Dataset entries:
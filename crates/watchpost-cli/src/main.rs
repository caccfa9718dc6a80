use std::path::PathBuf;
use std::time::Duration;

use anyhow::{bail, Context, Result};
use chrono::Utc;
use clap::Parser;
use tracing::level_filters::LevelFilter;
use tracing::info;
use tracing_subscriber::EnvFilter;
use watchpost_core::hours_duration;
use watchpost_relay::{SlackRelayClient, SlackRelayTarget, DEFAULT_SLACK_API_BASE};
use watchpost_runtime::{run_once, KeywordFilter, RunConfig};
use watchpost_source::{DiscordApiClient, DiscordApiConfig, DEFAULT_DISCORD_API_BASE};

#[derive(Debug, Parser)]
#[command(
    name = "watchpost",
    about = "Relays keyword matches from Discord servers to Slack and follows up on reactions and replies",
    version
)]
struct Cli {
    #[arg(
        long,
        env = "WATCHPOST_DISCORD_TOKEN",
        hide_env_values = true,
        help = "Discord bot token used for all read requests"
    )]
    discord_token: Option<String>,

    #[arg(
        long,
        env = "WATCHPOST_DISCORD_API_BASE",
        default_value = DEFAULT_DISCORD_API_BASE,
        help = "Base URL for the Discord REST API"
    )]
    discord_api_base: String,

    #[arg(
        long = "server-ids",
        env = "WATCHPOST_SERVER_IDS",
        value_delimiter = ',',
        help = "Discord server (guild) id(s) to scan"
    )]
    server_ids: Vec<String>,

    #[arg(
        long,
        env = "WATCHPOST_KEYWORDS",
        value_delimiter = ',',
        help = "Case-sensitive keyword(s) that make a message a match"
    )]
    keywords: Vec<String>,

    #[arg(
        long,
        env = "WATCHPOST_EXCLUDE_KEYWORDS",
        value_delimiter = ',',
        help = "Keyword(s) that suppress an otherwise matching message"
    )]
    exclude_keywords: Vec<String>,

    #[arg(
        long,
        env = "WATCHPOST_EXCLUDE_AUTHOR_IDS",
        value_delimiter = ',',
        help = "Author id(s) whose messages are never relayed"
    )]
    exclude_author_ids: Vec<String>,

    #[arg(
        long,
        env = "WATCHPOST_EXCLUDE_AUTHOR_NAMES",
        value_delimiter = ',',
        help = "Author name(s) excluded by case-insensitive partial match"
    )]
    exclude_author_names: Vec<String>,

    #[arg(
        long,
        env = "WATCHPOST_SLACK_WEBHOOK_URL",
        hide_env_values = true,
        help = "Slack incoming webhook URL (follow-ups cannot be threaded)"
    )]
    slack_webhook_url: Option<String>,

    #[arg(
        long,
        env = "WATCHPOST_SLACK_BOT_TOKEN",
        hide_env_values = true,
        help = "Slack bot token for chat.postMessage; takes precedence over the webhook"
    )]
    slack_bot_token: Option<String>,

    #[arg(
        long,
        env = "WATCHPOST_SLACK_CHANNEL_ID",
        help = "Slack channel id notifications are posted to (required with --slack-bot-token)"
    )]
    slack_channel_id: Option<String>,

    #[arg(
        long,
        env = "WATCHPOST_SLACK_API_BASE",
        default_value = DEFAULT_SLACK_API_BASE,
        help = "Base URL for the Slack Web API"
    )]
    slack_api_base: String,

    #[arg(
        long,
        env = "WATCHPOST_LOOKBACK_HOURS",
        default_value_t = 3,
        help = "Only messages sent within this many hours are scanned"
    )]
    lookback_hours: u64,

    #[arg(
        long,
        env = "WATCHPOST_RETENTION_HOURS",
        default_value_t = 72,
        help = "Tracked messages older than this many hours are pruned"
    )]
    retention_hours: u64,

    #[arg(
        long,
        env = "WATCHPOST_LEDGER_PATH",
        default_value = ".watchpost/ledger.json",
        help = "JSON file holding tracked messages between runs"
    )]
    ledger_path: PathBuf,

    #[arg(
        long,
        env = "WATCHPOST_CHANNEL_BATCH_DELAY_MS",
        default_value_t = 1_000,
        help = "Pause between channel batches of one server in milliseconds"
    )]
    channel_batch_delay_ms: u64,

    #[arg(
        long,
        env = "WATCHPOST_ENTRY_DELAY_MS",
        default_value_t = 1_000,
        help = "Pause between tracked-message checks in milliseconds"
    )]
    entry_delay_ms: u64,

    #[arg(
        long,
        env = "WATCHPOST_REQUEST_TIMEOUT_MS",
        default_value_t = 0,
        help = "HTTP timeout for Discord requests in milliseconds (0 uses the transport default)"
    )]
    request_timeout_ms: u64,

    #[arg(
        long,
        env = "WATCHPOST_RETRY_MAX_ATTEMPTS",
        default_value_t = 3,
        help = "Attempts per Discord request on rate limits and server errors"
    )]
    retry_max_attempts: usize,

    #[arg(
        long,
        env = "WATCHPOST_RETRY_BASE_DELAY_MS",
        default_value_t = 500,
        help = "Base exponential backoff for Discord retries in milliseconds"
    )]
    retry_base_delay_ms: u64,

    #[arg(
        long,
        env = "WATCHPOST_DRY_RUN",
        default_value_t = false,
        help = "Scan and check tracked messages without relaying or saving the ledger"
    )]
    dry_run: bool,

    #[arg(
        long,
        env = "WATCHPOST_SUMMARY_JSON",
        default_value_t = false,
        help = "Print the run summary as JSON on stdout"
    )]
    summary_json: bool,
}

fn non_blank(value: Option<&str>) -> Option<&str> {
    value.map(str::trim).filter(|value| !value.is_empty())
}

fn resolve_discord_token(cli: &Cli) -> Result<String> {
    match non_blank(cli.discord_token.as_deref()) {
        Some(token) => Ok(token.to_string()),
        None => bail!("missing Discord token: set --discord-token or WATCHPOST_DISCORD_TOKEN"),
    }
}

fn resolve_server_ids(cli: &Cli) -> Result<Vec<String>> {
    let server_ids = cli
        .server_ids
        .iter()
        .map(|id| id.trim())
        .filter(|id| !id.is_empty())
        .map(str::to_string)
        .collect::<Vec<_>>();
    if server_ids.is_empty() {
        bail!("no server ids configured: set --server-ids or WATCHPOST_SERVER_IDS");
    }
    Ok(server_ids)
}

fn resolve_relay_target(cli: &Cli) -> Result<SlackRelayTarget> {
    if let Some(bot_token) = non_blank(cli.slack_bot_token.as_deref()) {
        let Some(channel_id) = non_blank(cli.slack_channel_id.as_deref()) else {
            bail!("--slack-bot-token requires --slack-channel-id (WATCHPOST_SLACK_CHANNEL_ID)");
        };
        return Ok(SlackRelayTarget::WebApi {
            api_base: cli.slack_api_base.clone(),
            bot_token: bot_token.to_string(),
            channel_id: channel_id.to_string(),
        });
    }
    match non_blank(cli.slack_webhook_url.as_deref()) {
        Some(url) => Ok(SlackRelayTarget::IncomingWebhook {
            url: url.to_string(),
        }),
        None => bail!(
            "no notification target: set --slack-webhook-url or --slack-bot-token with --slack-channel-id"
        ),
    }
}

fn build_run_config(cli: &Cli, server_ids: Vec<String>) -> RunConfig {
    let filter = KeywordFilter::new(
        cli.keywords.clone(),
        cli.exclude_keywords.clone(),
        cli.exclude_author_ids.clone(),
        cli.exclude_author_names.clone(),
    );
    let mut config = RunConfig::new(cli.ledger_path.clone(), server_ids, filter);
    config.scan.channel_batch_delay = Duration::from_millis(cli.channel_batch_delay_ms);
    config.watch.entry_delay = Duration::from_millis(cli.entry_delay_ms);
    config.lookback_hours = cli.lookback_hours;
    config.retention = hours_duration(cli.retention_hours);
    config.dry_run = cli.dry_run;
    config
}

#[tokio::main]
async fn main() -> Result<()> {
    init_tracing();
    let cli = Cli::parse();

    let token = resolve_discord_token(&cli)?;
    let server_ids = resolve_server_ids(&cli)?;
    let target = resolve_relay_target(&cli)?;
    let config = build_run_config(&cli, server_ids);
    if config.filter.keywords().is_empty() {
        info!("no keywords configured; scan will only refresh tracked messages");
    }

    let source = DiscordApiClient::new(DiscordApiConfig {
        api_base: cli.discord_api_base.clone(),
        token,
        request_timeout_ms: cli.request_timeout_ms,
        retry_max_attempts: cli.retry_max_attempts,
        retry_base_delay_ms: cli.retry_base_delay_ms,
    })?;
    let relay = SlackRelayClient::new(target)?;

    let summary = run_once(&source, &relay, &config, Utc::now()).await;
    if cli.summary_json {
        let rendered =
            serde_json::to_string_pretty(&summary).context("failed to render run summary")?;
        println!("{rendered}");
    }
    Ok(())
}

fn init_tracing() {
    let env_filter = EnvFilter::builder()
        .with_default_directive(LevelFilter::INFO.into())
        .from_env_lossy();

    tracing_subscriber::fmt()
        .with_env_filter(env_filter)
        .with_target(false)
        .with_writer(std::io::stderr)
        .compact()
        .init();
}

*What is required*
Filter the entries down to the lines containing "configured". Copy each of those lines.

*Answer area*
        bail!("no server ids configured: set --server-ids or WATCHPOST_SERVER_IDS");
        info!("no keywords configured; scan will only refresh tracked messages");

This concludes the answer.